Jets say Mark Sanchez will be in mix at quarterback

Mark Sanchez talks to reporters at the Atlantic

Mark Sanchez talks to reporters at the Atlantic Health practice facility in Florham Park, N.J. (May 24, 2012) (Credit: Joe Epstein)

The Jets' decision to draft West Virginia quarterback Geno Smith in the second round ultimately could result in incumbent starter Mark Sanchez's release from the team, but that potential departure might not come for quite some time.

Jets first-year general manager John Idzik, who took Smith with the team's second-round pick, was vague about Sanchez's future when he briefed reporters after Smith was drafted, but he and coach Rex Ryan have indicated that Sanchez will be part of the Jets' quarterback competition.

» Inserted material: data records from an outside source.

//! Output directory layout and JSON writing.
//!
//! ```text
//! <root>/
//! ├── index.json
//! ├── grades/{sheet_key}.json
//! ├── lessons/{lesson_id}.json
//! └── images/            (created, not written to)
//! ```
//!
//! Files are pure ASCII: every non-ASCII character is written as a `\uXXXX`
//! escape, with surrogate pairs above U+FFFF.

use std::path::{Path, PathBuf};

use tracing::debug;

use opds_export_shared::{OpdsExportError, Result};

/// Paths inside the output tree.
#[derive(Debug, Clone)]
pub struct OutputLayout {
    root: PathBuf,
}

impl OutputLayout {
    pub fn new(root: impl Into<PathBuf>) -> Self {
        Self { root: root.into() }
    }

    pub fn root(&self) -> &Path {
        &self.root
    }

    pub fn grades_dir(&self) -> PathBuf {
        self.root.join("grades")
    }

    pub fn lessons_dir(&self) -> PathBuf {
        self.root.join("lessons")
    }

    pub fn images_dir(&self) -> PathBuf {
        self.root.join("images")
    }

    pub fn index_path(&self) -> PathBuf {
        self.root.join("index.json")
    }

    pub fn grade_path(&self, key: &str) -> PathBuf {
        self.grades_dir().join(format!("{key}.json"))
    }

    pub fn lesson_path(&self, lesson_id: &str) -> PathBuf {
        self.lessons_dir().join(format!("{lesson_id}.json"))
    }

    /// Create the root and its `grades/`, `lessons/` and `images/` directories.
    pub fn create_dirs(&self) -> Result<()> {
        for dir in [self.grades_dir(), self.lessons_dir(), self.images_dir()] {
            std::fs::create_dir_all(&dir).map_err(|e| OpdsExportError::io(&dir, e))?;
        }
        debug!(path = %self.root.display(), "directory structure created");
        Ok(())
    }
}

/// Write a JSON file (pretty-printed, two-space indent), replacing any existing file.
pub fn write_json<T: serde::Serialize>(path: &Path, data: &T) -> Result<()> {
    let json = escape_non_ascii(&serde_json::to_string_pretty(data)?);
    std::fs::write(path, json).map_err(|e| OpdsExportError::io(path, e))?;
    debug!(path = %path.display(), "wrote JSON file");
    Ok(())
}

/// Replace non-ASCII characters with `\uXXXX` escapes.
///
/// serde_json only emits non-ASCII inside string literals, where an escape
/// decodes to the same character.
fn escape_non_ascii(json: &str) -> String {
    if json.is_ascii() {
        return json.to_string();
    }
    let mut out = String::with_capacity(json.len() + json.len() / 2);
    let mut units = [0u16; 2];
    for c in json.chars() {
        if c.is_ascii() {
            out.push(c);
        } else {
            for unit in c.encode_utf16(&mut units) {
                out.push_str(&format!("\\u{unit:04x}"));
            }
        }
    }
    out
}
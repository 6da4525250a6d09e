//! Index navigation built from sheet names.

use opds_export_shared::{CatalogMetadata, ExportConfig, Index, Link, NavigationEntry};

/// Filename stem of a grade: spaces removed, lowercased.
pub fn sheet_key(sheet_name: &str) -> String {
    sheet_name.replace(' ', "").to_lowercase()
}

/// One navigation entry per non-skipped sheet, in source order.
pub fn navigation<'a>(
    sheet_names: impl IntoIterator<Item = &'a str>,
    config: &ExportConfig,
) -> Vec<NavigationEntry> {
    sheet_names
        .into_iter()
        .filter(|name| !config.is_skipped(name))
        .map(|name| NavigationEntry {
            href: format!("{}.json", sheet_key(name)),
            title: name.to_string(),
            media_type: config.catalog_type.clone(),
        })
        .collect()
}

/// The top-level `index.json` document.
pub fn build_index(navigation: Vec<NavigationEntry>, config: &ExportConfig) -> Index {
    Index {
        metadata: CatalogMetadata {
            title: config.catalog_title.clone(),
        },
        links: vec![Link::self_link(
            config.resolve("index.json"),
            config.catalog_type.clone(),
        )],
        navigation,
    }
}
//! OPDS-style catalog documents written by the exporter.
//!
//! Field order in each struct is the order keys appear in the emitted JSON.

use serde::{Deserialize, Serialize};

/// `@type` of every lesson publication.
pub const GAME_SCHEMA_TYPE: &str = "http://schema.org/Game";

/// Media type of a lesson's downloadable bundle.
pub const ARCHIVE_MEDIA_TYPE: &str = "application/zip";

/// Media type of lesson icons.
pub const IMAGE_MEDIA_TYPE: &str = "image/jpeg";

/// Lesson icon height in pixels.
pub const IMAGE_HEIGHT: u32 = 1400;

/// Lesson icon width in pixels.
pub const IMAGE_WIDTH: u32 = 800;

// ---------------------------------------------------------------------------
// Shared pieces
// ---------------------------------------------------------------------------

/// A typed link, e.g. `{"rel": "self", "href": ..., "type": ...}`.
#[derive(Debug, Clone, PartialEq, Eq, Serialize, Deserialize)]
pub struct Link {
    pub rel: String,
    pub href: String,
    #[serde(rename = "type")]
    pub media_type: String,
}

impl Link {
    /// A `rel = "self"` link.
    pub fn self_link(href: impl Into<String>, media_type: impl Into<String>) -> Self {
        Self {
            rel: "self".into(),
            href: href.into(),
            media_type: media_type.into(),
        }
    }
}

/// Metadata block of the index and grade catalogs.
#[derive(Debug, Clone, PartialEq, Eq, Serialize, Deserialize)]
pub struct CatalogMetadata {
    pub title: String,
}

// ---------------------------------------------------------------------------
// index.json
// ---------------------------------------------------------------------------

/// One grade entry in the index navigation.
#[derive(Debug, Clone, PartialEq, Eq, Serialize, Deserialize)]
pub struct NavigationEntry {
    /// `{sheet_key}.json`
    pub href: String,
    /// Original sheet name.
    pub title: String,
    #[serde(rename = "type")]
    pub media_type: String,
}

/// Root structure for `index.json`.
#[derive(Debug, Clone, PartialEq, Eq, Serialize, Deserialize)]
pub struct Index {
    pub metadata: CatalogMetadata,
    pub links: Vec<Link>,
    pub navigation: Vec<NavigationEntry>,
}

// ---------------------------------------------------------------------------
// Publications
// ---------------------------------------------------------------------------

/// An icon attached to a publication.
#[derive(Debug, Clone, PartialEq, Eq, Serialize, Deserialize)]
pub struct ImageDescriptor {
    pub href: String,
    #[serde(rename = "type")]
    pub media_type: String,
    pub height: u32,
    pub width: u32,
}

impl ImageDescriptor {
    /// The fixed-size JPEG icon used for every lesson.
    pub fn lesson_icon(href: impl Into<String>) -> Self {
        Self {
            href: href.into(),
            media_type: IMAGE_MEDIA_TYPE.into(),
            height: IMAGE_HEIGHT,
            width: IMAGE_WIDTH,
        }
    }
}

/// Descriptive metadata of a lesson publication.
#[derive(Debug, Clone, PartialEq, Eq, Serialize, Deserialize)]
pub struct PublicationMetadata {
    #[serde(rename = "@type")]
    pub schema_type: String,
    pub title: String,
    pub author: String,
    pub identifier: String,
    pub language: String,
    /// ISO-8601 local timestamp.
    pub modified: String,
}

/// A publication as listed inside a grade catalog.
#[derive(Debug, Clone, PartialEq, Eq, Serialize, Deserialize)]
pub struct PublicationSummary {
    pub metadata: PublicationMetadata,
    pub links: Vec<Link>,
    pub images: Vec<ImageDescriptor>,
}

/// A downloadable resource of a lesson.
#[derive(Debug, Clone, PartialEq, Eq, Serialize, Deserialize)]
pub struct Resource {
    pub href: String,
    #[serde(rename = "type")]
    pub media_type: String,
}

/// Root structure for `lessons/{lesson_id}.json`.
#[derive(Debug, Clone, PartialEq, Eq, Serialize, Deserialize)]
pub struct LessonManifest {
    pub metadata: PublicationMetadata,
    pub links: Vec<Link>,
    pub images: Vec<ImageDescriptor>,
    pub resources: Vec<Resource>,
}

impl LessonManifest {
    /// Extend a summary with its single archive resource.
    pub fn from_summary(summary: &PublicationSummary, asset: impl Into<String>) -> Self {
        Self {
            metadata: summary.metadata.clone(),
            links: summary.links.clone(),
            images: summary.images.clone(),
            resources: vec![Resource {
                href: asset.into(),
                media_type: ARCHIVE_MEDIA_TYPE.into(),
            }],
        }
    }
}

/// Root structure for `grades/{sheet_key}.json`.
#[derive(Debug, Clone, PartialEq, Eq, Serialize, Deserialize)]
pub struct GradeCatalog {
    pub metadata: CatalogMetadata,
    pub links: Vec<Link>,
    pub publications: Vec<PublicationSummary>,
}

#[cfg(test)]
mod tests {
    use super::*;

    fn summary() -> PublicationSummary {
        PublicationSummary {
            metadata: PublicationMetadata {
                schema_type: GAME_SCHEMA_TYPE.into(),
                title: "Counting to ten".into(),
                author: "Chimple".into(),
                identifier: "http://chimple.cc/opds/id/L1".into(),
                language: "en".into(),
                modified: "2024-03-01T09:30:00".into(),
            },
            links: vec![Link::self_link(
                "http://chimple.cc/opds/L1.json",
                "application/opds-publication+json",
            )],
            images: vec![ImageDescriptor::lesson_icon(
                "http://chimple.cc/opds/images/icons/en0001.jpg",
            )],
        }
    }

    #[test]
    fn metadata_uses_at_type_key_in_order() {
        let json = serde_json::to_string(&summary().metadata).expect("serialize");
        assert!(json.starts_with(r#"{"@type":"http://schema.org/Game","title":"#));
        let author = json.find("\"author\"").unwrap();
        let identifier = json.find("\"identifier\"").unwrap();
        let modified = json.find("\"modified\"").unwrap();
        assert!(author < identifier && identifier < modified);
    }

    #[test]
    fn image_descriptor_shape() {
        let value = serde_json::to_value(ImageDescriptor::lesson_icon("x.jpg")).unwrap();
        assert_eq!(value["type"], "image/jpeg");
        assert_eq!(value["height"], 1400);
        assert_eq!(value["width"], 800);
    }

    #[test]
    fn manifest_duplicates_summary_and_adds_resource() {
        let summary = summary();
        let manifest = LessonManifest::from_summary(&summary, "http://x/a.zip");
        assert_eq!(manifest.metadata, summary.metadata);
        assert_eq!(manifest.images, summary.images);
        assert_eq!(manifest.resources.len(), 1);

        let value = serde_json::to_value(&manifest).unwrap();
        assert_eq!(value["resources"][0]["href"], "http://x/a.zip");
        assert_eq!(value["resources"][0]["type"], "application/zip");
        assert_eq!(value["links"][0]["rel"], "self");
    }

    #[test]
    fn summary_has_no_resources_key() {
        let value = serde_json::to_value(summary()).unwrap();
        assert!(value.get("resources").is_none());
    }
}
// Copyright 2026 the Galley Authors
// SPDX-License-Identifier: Apache-2.0 OR MIT

//! A line and run based document model for editable text.
//!
//! A [`Document`] is a sequence of hard [`Line`]s, each covered by styled
//! [`Run`]s. Mutations keep run coverage contiguous as text is inserted,
//! removed, split across lines, or joined. [`OffsetLocations`] translates
//! between (line, offset) locations and byte offsets into the flattened
//! text, which input-method integrations work in.
//!
//! ## Features
//!
//! - `serde`: `Serialize`/`Deserialize` derives on the document types.
// LINEBENDER LINT SET - lib.rs - v3
// See https://linebender.org/wiki/canonical-lints/
// These lints shouldn't apply to examples or tests.
#![cfg_attr(not(test), warn(unused_crate_dependencies))]
// These lints shouldn't apply to examples.
#![warn(clippy::print_stdout, clippy::print_stderr)]
// Targeting e.g. 32-bit means structs containing usize can give false positives for 64-bit.
#![cfg_attr(target_pointer_width = "64", warn(clippy::trivially_copy_pass_by_ref))]
// END LINEBENDER LINT SET
#![no_std]

extern crate alloc;

mod document;
mod error;
mod location;
mod offsets;

pub use crate::document::{split_into_lines, Document, Line, Run, StyleId};
pub use crate::error::{Error, ErrorKind};
pub use crate::location::{TextLocation, TextSelection};
pub use crate::offsets::OffsetLocations;
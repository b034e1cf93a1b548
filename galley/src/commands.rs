// Copyright 2026 the Galley Authors
// SPDX-License-Identifier: Apache-2.0 OR MIT

//! The editor's command table, as surfaced to context menus.

/// A command the editor can execute.
#[derive(Clone, Copy, Debug, PartialEq, Eq, Hash)]
pub enum EditorCommand {
    /// Undo the last edit.
    Undo,
    /// Redo a previously undone edit.
    Redo,
    /// Cut the selection to the clipboard.
    Cut,
    /// Copy the selection to the clipboard.
    Copy,
    /// Paste the clipboard over the selection or at the cursor.
    Paste,
    /// Delete the selection.
    Delete,
    /// Select the whole document.
    SelectAll,
}

/// The ordered set of commands a host exposes, for example in a context
/// menu. Availability is queried per command via
/// [`can_execute`](crate::TextEditorDriver::can_execute).
#[derive(Clone, Debug, PartialEq, Eq)]
pub struct CommandList {
    commands: Vec<EditorCommand>,
}

impl Default for CommandList {
    /// The standard menu: undo, cut, copy, paste, delete, select all.
    fn default() -> Self {
        Self {
            commands: vec![
                EditorCommand::Undo,
                EditorCommand::Cut,
                EditorCommand::Copy,
                EditorCommand::Paste,
                EditorCommand::Delete,
                EditorCommand::SelectAll,
            ],
        }
    }
}

impl CommandList {
    /// A list with exactly the given commands, in order.
    #[must_use]
    pub fn new(commands: Vec<EditorCommand>) -> Self {
        Self { commands }
    }

    /// The commands, in menu order.
    #[must_use]
    pub fn commands(&self) -> &[EditorCommand] {
        &self.commands
    }
}
// Copyright 2026 the Galley Authors
// SPDX-License-Identifier: Apache-2.0 OR MIT

/// A position within a [`Document`](crate::Document).
///
/// The `offset` is a byte offset into the text of line `line`, in
/// `0..=line_len`. An offset equal to the line length addresses the gap
/// after the last character (where the line terminator would sit).
///
/// Locations order by line first, then by offset, which matches document
/// order for locations within the same document.
#[derive(Clone, Copy, Debug, Default, PartialEq, Eq, PartialOrd, Ord, Hash)]
#[cfg_attr(feature = "serde", derive(serde::Serialize, serde::Deserialize))]
pub struct TextLocation {
    line: usize,
    offset: usize,
}

impl TextLocation {
    /// Creates a location at the given line index and byte offset.
    #[must_use]
    pub const fn new(line: usize, offset: usize) -> Self {
        Self { line, offset }
    }

    /// The line index.
    #[must_use]
    #[inline]
    pub const fn line(self) -> usize {
        self.line
    }

    /// The byte offset within the line.
    #[must_use]
    #[inline]
    pub const fn offset(self) -> usize {
        self.offset
    }

    /// Returns this location with a different offset on the same line.
    #[must_use]
    pub const fn with_offset(self, offset: usize) -> Self {
        Self {
            line: self.line,
            offset,
        }
    }
}

/// A directed span of document text between two locations.
///
/// `anchor` is where the selection started and `active` is the edge that
/// moves as the selection is extended; either may come first in document
/// order. The selection is empty when they coincide.
#[derive(Clone, Copy, Debug, Default, PartialEq, Eq)]
#[cfg_attr(feature = "serde", derive(serde::Serialize, serde::Deserialize))]
pub struct TextSelection {
    anchor: TextLocation,
    active: TextLocation,
}

impl TextSelection {
    /// Creates a selection from its anchor and active edges.
    #[must_use]
    pub const fn new(anchor: TextLocation, active: TextLocation) -> Self {
        Self { anchor, active }
    }

    /// The edge the selection was started from.
    #[must_use]
    #[inline]
    pub const fn anchor(self) -> TextLocation {
        self.anchor
    }

    /// The moving edge of the selection.
    #[must_use]
    #[inline]
    pub const fn active(self) -> TextLocation {
        self.active
    }

    /// The edge that comes first in document order.
    #[must_use]
    pub fn beginning(self) -> TextLocation {
        self.anchor.min(self.active)
    }

    /// The edge that comes last in document order.
    #[must_use]
    pub fn end(self) -> TextLocation {
        self.anchor.max(self.active)
    }

    /// Whether the two edges coincide.
    #[must_use]
    pub fn is_empty(self) -> bool {
        self.anchor == self.active
    }
}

Asked if Sanchez will be with the team when training camp opens in late July, Idzik said: "I look at it one day at a time. You know, I think we all do. It's a daily process. It's whatever measures we can take to bring quality players in, increase competition in every single position, and we're just going to let things play out. We're not going to try to forecast anything or predetermine anything. Just put it out on the field and let it play out."

Idzik said earlier in that briefing that Sanchez will compete with Smith and the team's other quarterbacks -- recently signed veteran David Garrard, Tim Tebow, Greg McElroy and Matt Simms.

Ryan said in a post-draft news conference that Sanchez will be in the mix during training camp.

"The competition that we have at the quarterback position, we will be confident at that quarterback position," Ryan said when asked if Sanchez still can be the starter. "I don't think there is any doubt about it. I have confidence in Mark Sanchez. I have confidence in all the guys, and that's just the way it is. That's the truth. I've said it before, we've won lots of games with Mark Sanchez at quarterback."

A person familiar with Sanchez's situation said Sunday that the quarterback is expected to show up at the Jets' training facility Monday to resume his offseason conditioning program. Jets veterans began their offseason training two weeks ago.

Sanchez has shown unmistakable signs of regression the last two seasons. He helped the Jets to an 8-5 record through 13 games in 2011, but the team is 6-13 since, and Sanchez's turnover problem has only gotten worse. He has 52 turnovers combined in the last two seasons and was benched late last season for one game.

McElroy started in his place against San Diego in the team's next-to-last game against the Chargers, but he suffered a concussion and was replaced the following week by Sanchez against the Bills.

Ryan chose McElroy to start over Tebow, fueling speculation that the Jets were ready to part ways with Tebow after one season. But Tebow remains on the roster, and a person familiar with the quarterback's situation said Sunday that there is nothing new to report on any developments regarding his future.

Another reason to keep Sanchez is his contract. He is due to make $8.25 million in 2013, all of it guaranteed. He counts for $12.85 million against the salary cap, more than 10 percent of their $123-million cap. If the Jets release him, they still will owe him his salary and also will have to account for him on the cap.

If Sanchez is released after June 1, the Jets will take a $12.35-million salary-cap hit this year and a $4.8-million charge in 2014.

"Whether it's Mark Sanchez, whether it's D'Brickashaw Ferguson, whoever, I certainly have confidence in all our players," Ryan said. "But I am also a big believer in the competition part. Competition brings the best out of everybody, and I'm sure it will bring the best out of several players."